Perkus hoarded all the Ice he could find in the sample case, built a little architectural stack of five Lucite boxes at one corner of his table. Oona went on listing brand names. “Northern Lights, Chinese Mine… what’s next? Lonely Astronaut? Do you make these up yourself, Foster? Because no offense, but somebody’s really cribbing a lot of this material.”
Watt didn’t even trouble to shrug, just ignored her. I suspect she’d lost him at “topical.” Oona couldn’t let it go, though. “Somebody needs to get some of their own material,” she said again pointedly, as if she were a professor offering a plagiarizing student a first warning. Watt took it lightly enough. Yet even after he left, bearing away a large stack of our pooled twenties in return for eight of his Lucite containers-Perkus’s five portions of Ice, a couple of the old standby, Chronic, which vanished into Oona’s purse, and one Northern Lights I purchased as a morbid souvenir-Oona circled back to the topic. “Don’t you think Watt isn’t playing fair, Perkus?”
“I don’t have the faintest idea what you’re on about.”
“Tailoring his material to his audience like that,” she said. “It sort of breaks the illusion, don’t you think?” She kept calling it “material,” though it seemed to me an odd word for names snatched from the headlines.
“What illusion?” Perkus rolled a joint while he contended with her.

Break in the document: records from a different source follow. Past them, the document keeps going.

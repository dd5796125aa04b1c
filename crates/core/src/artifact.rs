//! Artifact naming protocol and file staging.
//!
//! Uploaded inputs are stored as `{uuid}.{ext}` and processed outputs as
//! `{uuid}-processed.{ext}`. The retrieval endpoint and the upscale handler
//! both rely on this layout, so the names are parsed strictly: anything that
//! is not exactly one of the two forms is treated as an unknown artifact.

use std::fmt;
use std::io;
use std::path::{Path, PathBuf};
use std::str::FromStr;

use async_trait::async_trait;
use serde::{Deserialize, Serialize};
use uuid::Uuid;

use crate::error::CoreError;

// ---------------------------------------------------------------------------
// Constants
// ---------------------------------------------------------------------------

/// Suffix appended to the id of a processed output.
pub const PROCESSED_SUFFIX: &str = "-processed";

/// Image extensions accepted for upload.
pub const SUPPORTED_IMAGE_EXTENSIONS: &[&str] = &["png", "jpg", "jpeg", "webp"];

/// Longest extension the naming protocol accepts.
const MAX_EXTENSION_LEN: usize = 16;

// ---------------------------------------------------------------------------
// ArtifactRef
// ---------------------------------------------------------------------------

/// Whether an artifact is an upload or a handler output.
#[derive(Debug, Clone, Copy, PartialEq, Eq, Hash)]
pub enum ArtifactRole {
    Input,
    Output,
}

/// Identifies an uploaded or produced file.
///
/// Serialized as its file name.
#[derive(Debug, Clone, PartialEq, Eq, Hash, Serialize, Deserialize)]
#[serde(try_from = "String", into = "String")]
pub struct ArtifactRef {
    id: Uuid,
    role: ArtifactRole,
    extension: String,
}

impl ArtifactRef {
    /// Mint a reference for a new upload.
    pub fn new_input(extension: &str) -> Result<Self, CoreError> {
        validate_extension(extension)
            .map_err(|msg| CoreError::UploadInvalid(msg.to_string()))?;
        Ok(Self {
            id: Uuid::new_v4(),
            role: ArtifactRole::Input,
            extension: extension.to_string(),
        })
    }

    pub fn id(&self) -> &Uuid {
        &self.id
    }

    pub fn role(&self) -> ArtifactRole {
        self.role
    }

    pub fn extension(&self) -> &str {
        &self.extension
    }

    /// The output reference for this input: same id and extension, with the
    /// `-processed` suffix. Deterministic, so a caller can predict where the
    /// result will appear before the job finishes.
    pub fn derive_output_ref(&self) -> ArtifactRef {
        Self {
            id: self.id,
            role: ArtifactRole::Output,
            extension: self.extension.clone(),
        }
    }

    /// On-disk file name.
    pub fn file_name(&self) -> String {
        match self.role {
            ArtifactRole::Input => format!("{}.{}", self.id.hyphenated(), self.extension),
            ArtifactRole::Output => format!(
                "{}{PROCESSED_SUFFIX}.{}",
                self.id.hyphenated(),
                self.extension
            ),
        }
    }
}

impl fmt::Display for ArtifactRef {
    fn fmt(&self, f: &mut fmt::Formatter<'_>) -> fmt::Result {
        f.write_str(&self.file_name())
    }
}

impl FromStr for ArtifactRef {
    type Err = CoreError;

    fn from_str(name: &str) -> Result<Self, Self::Err> {
        let not_found = || CoreError::artifact_not_found(name);

        let (stem, extension) = name.rsplit_once('.').ok_or_else(not_found)?;
        validate_extension(extension).map_err(|_| not_found())?;

        let (id_part, role) = match stem.strip_suffix(PROCESSED_SUFFIX) {
            Some(id_part) => (id_part, ArtifactRole::Output),
            None => (stem, ArtifactRole::Input),
        };

        let id = Uuid::try_parse(id_part).map_err(|_| not_found())?;
        // Only the canonical lowercase hyphenated form names a real file.
        if id.hyphenated().to_string() != id_part {
            return Err(not_found());
        }

        Ok(Self {
            id,
            role,
            extension: extension.to_string(),
        })
    }
}

impl TryFrom<String> for ArtifactRef {
    type Error = CoreError;

    fn try_from(value: String) -> Result<Self, Self::Error> {
        value.parse()
    }
}

impl From<ArtifactRef> for String {
    fn from(value: ArtifactRef) -> Self {
        value.file_name()
    }
}

fn validate_extension(extension: &str) -> Result<(), &'static str> {
    if extension.is_empty() || extension.len() > MAX_EXTENSION_LEN {
        return Err("File extension must be between 1 and 16 characters");
    }
    if !extension.chars().all(|c| c.is_ascii_alphanumeric()) {
        return Err("File extension may only contain ASCII letters and digits");
    }
    Ok(())
}

// ---------------------------------------------------------------------------
// Upload helpers
// ---------------------------------------------------------------------------

/// Extract and validate the extension of an uploaded image's file name.
///
/// The extension keeps the caller's spelling (`photo.PNG` stays `PNG`) but
/// must name a supported image format.
pub fn upload_extension(file_name: &str) -> Result<String, CoreError> {
    let (_, ext) = file_name.rsplit_once('.').ok_or_else(|| {
        CoreError::UploadInvalid(format!("File name '{file_name}' has no extension"))
    })?;

    if !SUPPORTED_IMAGE_EXTENSIONS.contains(&ext.to_ascii_lowercase().as_str()) {
        return Err(CoreError::UploadInvalid(format!(
            "Unsupported image format '.{ext}'. Supported: {SUPPORTED_IMAGE_EXTENSIONS:?}"
        )));
    }

    Ok(ext.to_string())
}

/// MIME type to serve an artifact with.
pub fn content_type_for(extension: &str) -> &'static str {
    match extension.to_ascii_lowercase().as_str() {
        "png" => "image/png",
        "jpg" | "jpeg" => "image/jpeg",
        "webp" => "image/webp",
        _ => "application/octet-stream",
    }
}

// ---------------------------------------------------------------------------
// Stager
// ---------------------------------------------------------------------------

/// File storage keyed by artifact references.
#[async_trait]
pub trait ArtifactStager: Send + Sync {
    /// Persist an upload under a freshly generated id.
    async fn store(&self, bytes: &[u8], extension: &str) -> Result<ArtifactRef, CoreError>;

    /// Read an artifact. Missing files are `NotFound`.
    async fn load(&self, artifact: &ArtifactRef) -> Result<Vec<u8>, CoreError>;

    /// Write (or replace) the file for `artifact`.
    async fn write(&self, artifact: &ArtifactRef, bytes: &[u8]) -> Result<(), CoreError>;

    /// Delete an artifact. Removing a missing artifact is not an error.
    async fn remove(&self, artifact: &ArtifactRef) -> Result<(), CoreError>;

    fn derive_output_ref(&self, input: &ArtifactRef) -> ArtifactRef {
        input.derive_output_ref()
    }
}

/// Stager backed by a flat directory on the local filesystem.
#[derive(Debug, Clone)]
pub struct LocalArtifactStager {
    root: PathBuf,
}

impl LocalArtifactStager {
    pub fn new(root: impl Into<PathBuf>) -> Self {
        Self { root: root.into() }
    }

    pub fn root(&self) -> &Path {
        &self.root
    }

    /// Create the storage directory if it does not exist yet.
    pub async fn ensure_root(&self) -> Result<(), CoreError> {
        tokio::fs::create_dir_all(&self.root)
            .await
            .map_err(|e| CoreError::Storage(format!("create {}: {e}", self.root.display())))
    }

    pub fn path_for(&self, artifact: &ArtifactRef) -> PathBuf {
        self.root.join(artifact.file_name())
    }
}

#[async_trait]
impl ArtifactStager for LocalArtifactStager {
    async fn store(&self, bytes: &[u8], extension: &str) -> Result<ArtifactRef, CoreError> {
        let artifact = ArtifactRef::new_input(extension)?;
        self.write(&artifact, bytes).await?;
        tracing::debug!(artifact = %artifact, size = bytes.len(), "Stored upload");
        Ok(artifact)
    }

    async fn load(&self, artifact: &ArtifactRef) -> Result<Vec<u8>, CoreError> {
        match tokio::fs::read(self.path_for(artifact)).await {
            Ok(bytes) => Ok(bytes),
            Err(e) if e.kind() == io::ErrorKind::NotFound => {
                Err(CoreError::artifact_not_found(artifact))
            }
            Err(e) => Err(CoreError::Storage(format!("read {artifact}: {e}"))),
        }
    }

    async fn write(&self, artifact: &ArtifactRef, bytes: &[u8]) -> Result<(), CoreError> {
        self.ensure_root().await?;

        // Write beside the target and rename so readers never see a partial file.
        let target = self.path_for(artifact);
        let tmp = self
            .root
            .join(format!(".{}.{}.tmp", artifact.file_name(), Uuid::new_v4().simple()));

        tokio::fs::write(&tmp, bytes)
            .await
            .map_err(|e| CoreError::Storage(format!("write {artifact}: {e}")))?;

        if let Err(e) = tokio::fs::rename(&tmp, &target).await {
            let _ = tokio::fs::remove_file(&tmp).await;
            return Err(CoreError::Storage(format!("rename {artifact}: {e}")));
        }
        Ok(())
    }

    async fn remove(&self, artifact: &ArtifactRef) -> Result<(), CoreError> {
        match tokio::fs::remove_file(self.path_for(artifact)).await {
            Ok(()) => {
                tracing::debug!(artifact = %artifact, "Removed artifact");
                Ok(())
            }
            Err(e) if e.kind() == io::ErrorKind::NotFound => Ok(()),
            Err(e) => Err(CoreError::Storage(format!("remove {artifact}: {e}"))),
        }
    }
}

// ---------------------------------------------------------------------------
// Tests
// ---------------------------------------------------------------------------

“That, you know, there’s an ancient and mighty marijuana tree somewhere in South America called El Chronic, named that by some Mayan priest a thousand centuries ago, for its special properties of transubstantiation-you know. It just doesn’t seem right some skanky Irish kid from Chelsea Clinton or wherever it is Watt lives to rename this ancient essence ‘Balthazar’ or ‘Derek Jeter’ just because he has a laser printer and a captive audience.”
“I don’t think it’s Watt,” said Perkus slyly, seeming to take her concern seriously. “He’s just a middleman. I think it’s someone else giving them names. Maybe actually even a Mayan priest, one who’s just, you know, keeping up with the news.”
“Then it’s him I want a word with,” said Oona. “Can you get the Mayan priest’s beeper number?”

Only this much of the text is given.